Is there no hope? the sick man said.
The silent doctor shook his head.
Thus said the man with gasping breath:—
I feel the chilling wound of death;
Since I must bid the world adieu,
Let me my former life review.
I grant, my bargains well were made,
But all men overreach in trade;
‘Tis self-defense in each profession;
Sure, self-defense is no transgression.
The little portion in my hands,
By good security on lands,
Is well increased. If unawares,
My justice to myself and heirs
Hath let my debtor rot in jail,
For want of good sufficient bail;
If I by writ, or bond, or deed,
Reduced a family to need,—
My will hath made the world amends;
My hope on charity depends.
When I am numbered with the dead,
And all my pious gifts are read,
By heaven and earth ’twill then be known,
My charities were amply shown.
An angel came. Ah, friend! he cried,
No more in flattering hope confide.
Can thy good deeds in former times
Outweigh the balance of thy crimes?
What widow or what orphan prays
To crown thy life with length of days?
A pious action’s in thy power;
Embrace with joy the happy hour.
Now, while you draw the vital air,
Prove your intention is sincere:
This instant give a hundred pound;
Your neighbors want, and you abound.
But why such haste? the sick man whines:
Who knows as yet what heaven designs?
Perhaps I may recover still;
That sum and more are in my will.
Fool, says the vision, now ’tis plain,
Your life, your soul, your heaven was gain;
From every side with all your might,
You scraped, and scraped beyond your right;
And after death would fain atone,
By giving what is not your own.
Where there is life there is hope, he cried;
Then why such haste?—so groaned and died.

—John Gay.

Alternate Reading: Mark 10:1-12.

January Twenty-Eighth

Jesus at Work

At sunset, all who had friends suffering from various diseases took them to Jesus; and he placed his hands upon every one of them and cured them. And even demons came out from many people, screaming “You are the Son of God.” Jesus rebuked them, and would not allow them to speak, because they knew that he was the Christ.

At daybreak, Jesus went out and walked to a lonely spot. But crowds of people began to look for him; and they came to where he was and tried to detain him and prevent his leaving them.

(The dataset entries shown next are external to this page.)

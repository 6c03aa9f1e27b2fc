//! Options bag for a diff request.
//!
//! Everything beyond `threshold` and `wrap` is either a target-format switch
//! or an opaque pass-through handed to the converter.

use std::path::PathBuf;

/// Configuration for one diff request.
#[derive(Debug, Clone)]
pub struct Options {
    /// Minimum similarity in `[0, 1]` for a diff to be rendered. `0.0`
    /// disables the gate.
    pub threshold: f64,
    /// Wrap width in columns; `0` disables wrapping.
    pub wrap: usize,
    /// Source format hint, forwarded to the converter.
    pub from: Option<String>,
    /// Target output format.
    pub to: Option<String>,
    /// Destination file; when set, output is written there and the pipeline
    /// returns no text.
    pub output: Option<PathBuf>,
    /// Produce a standalone document. Implied by PDF output.
    pub standalone: bool,
    /// Use ATX headings in markdown output.
    pub atx_headers: bool,
    /// Use reference-style links in markdown output.
    pub reference_links: bool,
    /// Syntax highlighting style for emitted documents.
    pub highlight_style: Option<String>,
    /// PDF engine, forwarded to the converter.
    pub pdf_engine: Option<String>,
    /// Resource search path, forwarded to the converter.
    pub resource_path: Option<String>,
    /// Extract embedded media to this directory, forwarded to the converter.
    pub extract_media: Option<PathBuf>,
    /// Style reference document, forwarded to the converter.
    pub reference_doc: Option<PathBuf>,
    /// Bibliography files, forwarded to the converter.
    pub bibliography: Vec<PathBuf>,
    /// Citation style file, forwarded to the converter.
    pub csl: Option<PathBuf>,
    /// Converter filters, forwarded in order.
    pub filters: Vec<String>,
    /// Converter Lua filters, forwarded in order.
    pub lua_filters: Vec<String>,
    /// Render math as MathML instead of the default math markup.
    pub mathml: bool,
}

impl Default for Options {
    fn default() -> Self {
        Self {
            threshold: 0.0,
            wrap: 72,
            from: None,
            to: None,
            output: None,
            standalone: false,
            atx_headers: false,
            reference_links: false,
            highlight_style: None,
            pdf_engine: None,
            resource_path: None,
            extract_media: None,
            reference_doc: None,
            bibliography: Vec::new(),
            csl: None,
            filters: Vec::new(),
            lua_filters: Vec::new(),
            mathml: false,
        }
    }
}
/// Unwrap a paragraph that is the sole child of a list item, so compact
/// lists render without block wrapping.
fn compact_lists(tree: &mut MarkupTree) {
    for li in matched(tree, |t, id| t.tag(id) == Some("li")) {
        let children: Vec<NodeId> = tree.children(li).to_vec();
        let mut sole_paragraph = None;
        for &child in &children {
            if tree.tag(child) == Some("p") {
                if sole_paragraph.is_some() {
                    sole_paragraph = None;
                    break;
                }
                sole_paragraph = Some(child);
            } else if tree.text(child).is_some_and(|t| !t.trim().is_empty())
                || tree.element(child).is_some()
            {
                sole_paragraph = None;
                break;
            }
        }
        if let Some(p) = sole_paragraph {
            tree.unwrap_node(p);
        }
    }
}

/// Drop an image title that duplicates its alt text.
fn prune_redundant_titles(tree: &mut MarkupTree) {
    for id in matched(tree, |t, id| t.tag(id) == Some("img")) {
        let Some(el) = tree.element_mut(id) else {
            continue;
        };
        let redundant = match (el.attr("title"), el.attr("alt")) {
            (Some(title), Some(alt)) => !title.is_empty() && title == alt,
            _ => false,
        };
        if redundant {
            el.remove_attr("title");
        }
    }
}

/// Replace a changed preformatted block's content with a unified line-level
/// diff and mark the block as a diff block. Unchanged blocks are left
/// untouched.
fn diff_code_blocks(tree: &mut MarkupTree) {
    for pre in matched(tree, |t, id| t.tag(id) == Some("pre")) {
        let old_view = tree.clone_subtree(pre);
        tree.remove_descendants(old_view, "ins");
        let new_view = tree.clone_subtree(pre);
        tree.remove_descendants(new_view, "del");
        let old_text = tree.text_content(old_view);
        let new_text = tree.text_content(new_view);
        if old_text == new_text {
            continue;
        }
        if let Some(el) = tree.element_mut(pre) {
            el.set_attr("class", "diff");
        }
        tree.set_text_content(pre, unified_diff(&old_text, &new_text));
    }
}

/// Line-by-line unified diff with `' '`/`'-'`/`'+'` prefixes.
fn unified_diff(old: &str, new: &str) -> String {
    let diff = TextDiff::from_lines(old, new);
    let mut lines = Vec::new();
    for change in diff.iter_all_changes() {
        let prefix = match change.tag() {
            ChangeTag::Equal => ' ',
            ChangeTag::Delete => '-',
            ChangeTag::Insert => '+',
        };
        let value = change.value();
        let line = value.strip_suffix('\n').unwrap_or(value);
        lines.push(format!("{prefix}{line}"));
    }
    lines.join("\n")
}

/// Rewrite raw `del`/`ins` tags into uniform annotation spans.
fn canonicalize_tags(tree: &mut MarkupTree) {
    for kind in [AnnotationKind::Del, AnnotationKind::Ins] {
        for id in matched(tree, |t, id| t.tag(id) == Some(kind.class())) {
            let span = tree.create_element_with_class("span", kind.class());
            let children: Vec<NodeId> = tree.children(id).to_vec();
            for child in children {
                tree.append(span, child);
            }
            tree.insert_before(span, id);
            tree.detach(id);
        }
    }
}

/// An annotation span that is the only child of an inline formatting element
/// moves outward to annotate the whole element.
fn pull_up_inline(tree: &mut MarkupTree) {
    for span in matched(tree, |t, id| annotation_kind(t, id).is_some()) {
        let Some(parent) = tree.parent(span) else {
            continue;
        };
        let parent_is_inline = tree
            .tag(parent)
            .is_some_and(|tag| INLINE_TAGS.contains(&tag));
        if !parent_is_inline || tree.children(parent).len() != 1 {
            continue;
        }
        let Some(kind) = annotation_kind(tree, span) else {
            continue;
        };
        tree.unwrap_node(span);
        let wrapper = tree.create_element_with_class("span", kind.class());
        tree.insert_before(wrapper, parent);
        tree.append(wrapper, parent);
    }
}

/// Merge an annotation span into its immediate next sibling of the same
/// class, repeatedly, until no adjacent same-class pair remains.
fn merge_adjacent(tree: &mut MarkupTree) {
    loop {
        let mut changed = false;
        for span in matched(tree, |t, id| annotation_kind(t, id).is_some()) {
            if tree.parent(span).is_none() {
                // Already merged into a predecessor this round.
                continue;
            }
            let Some(next) = tree.next_sibling(span) else {
                continue;
            };
            let same_kind = annotation_kind(tree, span).is_some()
                && annotation_kind(tree, span) == annotation_kind(tree, next);
            if !same_kind {
                continue;
            }
            let absorbed: Vec<NodeId> = tree.children(next).to_vec();
            for child in absorbed {
                tree.append(span, child);
            }
            tree.detach(next);
            changed = true;
        }
        if !changed {
            break;
        }
    }
}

Jesus, however, said to them:

“I must take the Good News of the Kingdom of God to the other towns also, for that was why I was sent.”

And he continued to make his proclamation in the Synagogues of Judaea.

—Luke.

We May Not Climb the Heavenly Steeps

We may not climb the heavenly steeps
To bring the Lord Christ down;
In vain we search the lowest deeps,
For Him no depths can drown.

But warm, sweet, tender, even yet
A present help is He;
And faith has still its Olivet,
And love its Galilee.

The healing of the seamless dress
Is by our beds of pain;
We touch Him in life’s throng and press,
And we are whole again.

O Lord and Master of us all,
Whate’er our name or sign,
We own Thy sway, we hear
Thy call, We test our lives by Thine.

—John G. Whittier.

January Twenty-Seventh

The New Law of Jesus

I now understand the words of Jesus: “Ye have heard that it hath been said, an eye for an eye, and a tooth for a tooth: but I say to you, that ye resist not evil.” Jesus’ meaning is: “You have thought that you were acting in a reasonable manner in defending yourselves by violence against evil, in tearing out an eye for an eye, by fighting against evil by criminal tribunals, guardians of the peace, armies; but I say unto you, renounce violence; have nothing to do with violence; do harm to no one, not even to your enemy.” In saying this Jesus formulated a new law whose effect would be to deliver humanity from its self-inflicted woes. His declaration was: “You believe that your laws reform criminals; as a matter of fact they only make more criminals. There is only one way to suppress evil, and that is to return good for evil, without respect of persons. For thousands of years you have tried the other method; now try mine, try the reverse.”—As fire cannot extinguish fire, so evil cannot suppress evil. Good alone, confronting evil and resisting its contagion, can overcome evil.

—Lyoff N. Tolstoi.

Alternate Reading: Psalm 1.

January Twenty-Sixth

Letters from God Everywhere

And to glance with an eye or show a bean in its pod confounds the learning of all times,
And there is no trade or employment but the young man following it may become a hero,
And there is no object so soft but it makes a hub for the wheel’d universe.
And I say to any man or woman, “Let your soul stand cool and composed before a million universes.”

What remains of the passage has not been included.